All four Gospels are unique. They are four unique authors speaking from unique perspectives saying unique things about the unique, but complex person of Jesus.
Matthew wrote primarily to the Jews. Matthew’s Jesus is the fulfillment of God’s covenant promise to Abraham and of all the Law and Prophets.
Luke, a doctor, presents us with Jesus, the son of Man, lover of the poor and downtrodden, the hated prodigals now welcomed into the presence of God through him.
John was the mystic. He was the closest friend of Jesus and had heard his very heartbeat. It has this scent of tender familiarity. John’s Jesus takes us deep into the loving heart of God.
And then there’s Mark.
In the space of fifteen verses we get:
- The proclamation of a wild man – John the Baptist.
- The baptism of Jesus in the Jordan.
- A voice from heaven (freaky at the best of times).
- The temptation of Jesus, who Mark says was “driven” into the wilderness.
- The arrest of John. You know, the guy mentioned a couple sentences earlier!
- And, the beginning of Jesus’ Galilean ministry!
Mark’s gospel reads like a Hollywood blockbuster that opens with a car chase. It’s the biblical equivalent of the Fast and Furious! He’s so excited to tell us about Jesus that he spares no time. He. Is. Focused. Let’s just git ‘r done!
My wife and I are both lit-geeks. But Rae is really more the story-teller. She says that, in any study of story, the question of pacing is incredibly important. Too fast and it can lack the heart, depth, and staying power of great storytelling. T o o s l o w and y o u r i s k l o s i n g y o u r audience.

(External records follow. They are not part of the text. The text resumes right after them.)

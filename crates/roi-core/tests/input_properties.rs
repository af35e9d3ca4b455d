use proptest::prelude::*;
use roi_core::{is_valid_email, InputField, SimulationInputs};

fn unusable() -> impl Strategy<Value = Option<f64>> {
    prop_oneof![
        Just(None),
        Just(Some(f64::INFINITY)),
        Just(Some(f64::NEG_INFINITY)),
        (1e-9f64..1e12).prop_map(|v| Some(-v)),
    ]
}

fn usable() -> impl Strategy<Value = f64> {
    0f64..1e12
}

proptest! {
    #[test]
    fn prop_any_unusable_required_field_blocks_simulation(
        field_idx in 0usize..3,
        bad in unusable(),
        a in usable(),
        b in usable(),
        c in usable(),
    ) {
        let mut inputs = SimulationInputs::with_required(a, b, c);
        inputs.set(InputField::REQUIRED[field_idx], bad);

        prop_assert!(!inputs.can_simulate());
        prop_assert!(inputs.to_request().is_err());
    }

    #[test]
    fn prop_usable_required_fields_always_eligible(
        a in usable(),
        b in usable(),
        c in usable(),
        optional in prop::option::of(-1e6f64..1e6),
    ) {
        let mut inputs = SimulationInputs::with_required(a, b, c);
        inputs.implementation_cost = optional;

        prop_assert!(inputs.can_simulate());
        let request = inputs.to_request().unwrap();
        prop_assert_eq!(request.implementation_cost.is_some(), optional.is_some_and(|v| v >= 0.0));
    }

    #[test]
    fn prop_non_numeric_text_leaves_form_unchanged(
        text in "[a-zA-Z_#$]{1,12}",
        a in usable(),
    ) {
        prop_assume!(!matches!(
            text.to_ascii_lowercase().as_str(),
            "inf" | "infinity"
        ));
        let mut inputs = SimulationInputs::with_required(a, a, a);
        let before = inputs;

        prop_assert!(inputs.set_from_text(InputField::AutoCost, &text).is_err());
        prop_assert_eq!(inputs, before);
    }

    #[test]
    fn prop_emails_without_at_are_rejected(text in "[a-z0-9.]{0,20}") {
        prop_assert!(!is_valid_email(&text));
    }

    #[test]
    fn prop_simple_emails_are_accepted(
        local in "[a-z0-9._+-]{1,10}",
        domain in "[a-z0-9]{1,10}",
        tld in "[a-z]{1,6}",
    ) {
        let email = format!("{local}@{domain}.{tld}");
        prop_assert!(is_valid_email(&email));
    }
}

#[test]
fn stored_payload_round_trips_through_the_wire_request() {
    let inputs = SimulationInputs::with_required(5000.0, 1500.0, 2000.0).with_implementation_cost(10000.0);
    let stored = serde_json::to_string(&inputs.to_request().unwrap()).unwrap();
    assert_eq!(SimulationInputs::from_stored_json(&stored), inputs);
}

Hence, even Mark’s very pacing teaches us. Something has happened that radically changes the way we look at and experience the world, and he can’t wait to tell us about it. There is no more waiting. It’s happening right here, right now, in real time. It is decisive, dramatic and begs a response.
But how does Mark’s Jesus illustrate defiance?

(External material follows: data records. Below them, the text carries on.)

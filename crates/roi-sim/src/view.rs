//! Text rendering of a state snapshot

use crate::state::SimulatorState;
use roi_core::ScenarioSummary;
use std::fmt::Write;

const ABSENT: &str = "—";

/// Group the integer part with commas and keep up to two decimals
pub fn format_amount(value: f64) -> String {
    if !value.is_finite() {
        return value.to_string();
    }

    let rounded = (value.abs() * 100.0).round() / 100.0;
    let fixed = format!("{rounded:.2}");
    let (int_part, frac_part) = fixed.split_once('.').unwrap_or((&fixed, ""));

    let mut grouped = String::with_capacity(int_part.len() + int_part.len() / 3);
    for (i, digit) in int_part.chars().enumerate() {
        if i > 0 && (int_part.len() - i) % 3 == 0 {
            grouped.push(',');
        }
        grouped.push(digit);
    }

    let frac = frac_part.trim_end_matches('0');
    let sign = if value < 0.0 && rounded > 0.0 { "-" } else { "" };
    if frac.is_empty() {
        format!("{sign}{grouped}")
    } else {
        format!("{sign}{grouped}.{frac}")
    }
}

fn optional(value: Option<f64>) -> String {
    value.map_or_else(|| ABSENT.to_string(), |v| v.to_string())
}

/// Results panel
pub fn render(state: &SimulatorState) -> String {
    let mut out = String::from("Results\n");

    if !state.can_simulate() {
        out.push_str("Enter values to see results.\n");
    }
    if let Some(message) = &state.message {
        let _ = writeln!(out, "! {message}");
    }
    if let Some(result) = &state.result {
        let savings = result
            .monthly_savings
            .map_or_else(|| ABSENT.to_string(), |v| format!("${}", format_amount(v)));
        let _ = writeln!(out, "  Monthly savings:  {savings}");
        let _ = writeln!(out, "  Payback (months): {}", optional(result.payback_months));
        let _ = writeln!(out, "  ROI (%):          {}", optional(result.roi_percentage));
        let _ = writeln!(out, "  Includes boost factor {}", result.boost_factor);
    }
    out
}

/// Scenario list
pub fn render_scenarios(scenarios: &[ScenarioSummary]) -> String {
    if scenarios.is_empty() {
        return "No saved scenarios.\n".to_string();
    }

    let mut out = String::new();
    for scenario in scenarios {
        let created = scenario
            .created_at()
            .map_or_else(|| scenario.created_at.clone(), |ts| ts.format("%Y-%m-%d %H:%M").to_string());
        let _ = writeln!(out, "{:>5}  {:<30}  {}", scenario.id, scenario.scenario_name, created);
    }
    out
}

#[cfg(test)]
mod tests {
    use super::*;
    use roi_core::{ScenarioId, SimulationInputs, SimulationResult};

    #[test]
    fn amounts() {
        assert_eq!(format_amount(4950.0), "4,950");
        assert_eq!(format_amount(1234567.891), "1,234,567.89");
        assert_eq!(format_amount(999.5), "999.5");
        assert_eq!(format_amount(-2200.0), "-2,200");
        assert_eq!(format_amount(0.0), "0");
        assert_eq!(format_amount(-0.001), "0");
    }

    #[test]
    fn hint_when_not_eligible() {
        let text = render(&SimulatorState::new());
        assert!(text.contains("Enter values to see results."));
    }

    #[test]
    fn renders_results_with_absent_values() {
        let state = SimulatorState {
            inputs: SimulationInputs::with_required(5000.0, 1500.0, 2000.0),
            result: Some(SimulationResult {
                monthly_savings: Some(4950.0),
                payback_months: None,
                roi_percentage: Some(12.5),
                boost_factor: 1.1,
            }),
            ..SimulatorState::default()
        };
        let text = render(&state);
        assert!(text.contains("$4,950"));
        assert!(text.contains("Payback (months): —"));
        assert!(text.contains("ROI (%):          12.5"));
        assert!(text.contains("boost factor 1.1"));
        assert!(!text.contains("Enter values"));
    }

    #[test]
    fn renders_message() {
        let state = SimulatorState {
            message: Some("Simulation failed".to_string()),
            ..SimulatorState::default()
        };
        assert!(render(&state).contains("! Simulation failed"));
    }

    #[test]
    fn scenario_rows() {
        let rows = render_scenarios(&[ScenarioSummary {
            id: ScenarioId(12),
            scenario_name: "Baseline".to_string(),
            created_at: "2024-05-01T10:00:00.5".to_string(),
        }]);
        assert!(rows.contains("12"));
        assert!(rows.contains("Baseline"));
        assert!(rows.contains("2024-05-01 10:00"));
        assert_eq!(render_scenarios(&[]), "No saved scenarios.\n");
    }
}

We can do that in a single verse. Mark 1:1 says,
“The beginning of the good news of Jesus Christ, the Son of God.”
How is this defiant, exactly? Well, this is a significant statement for many reasons.
What do we know of ancient Rome? It was a military occupation possessing a particular skill in “crowd control.” It was marked by its efficiency, technology, discipline, and finely-honed bureaucracy.
Rome was intimidating and ruled by means of the well-known adage – “the beatings shall continue until morale improves.” The Jews were all huddled up under the great shadow of Rome, longing for the promised Messiah to come and kick some Roman ass.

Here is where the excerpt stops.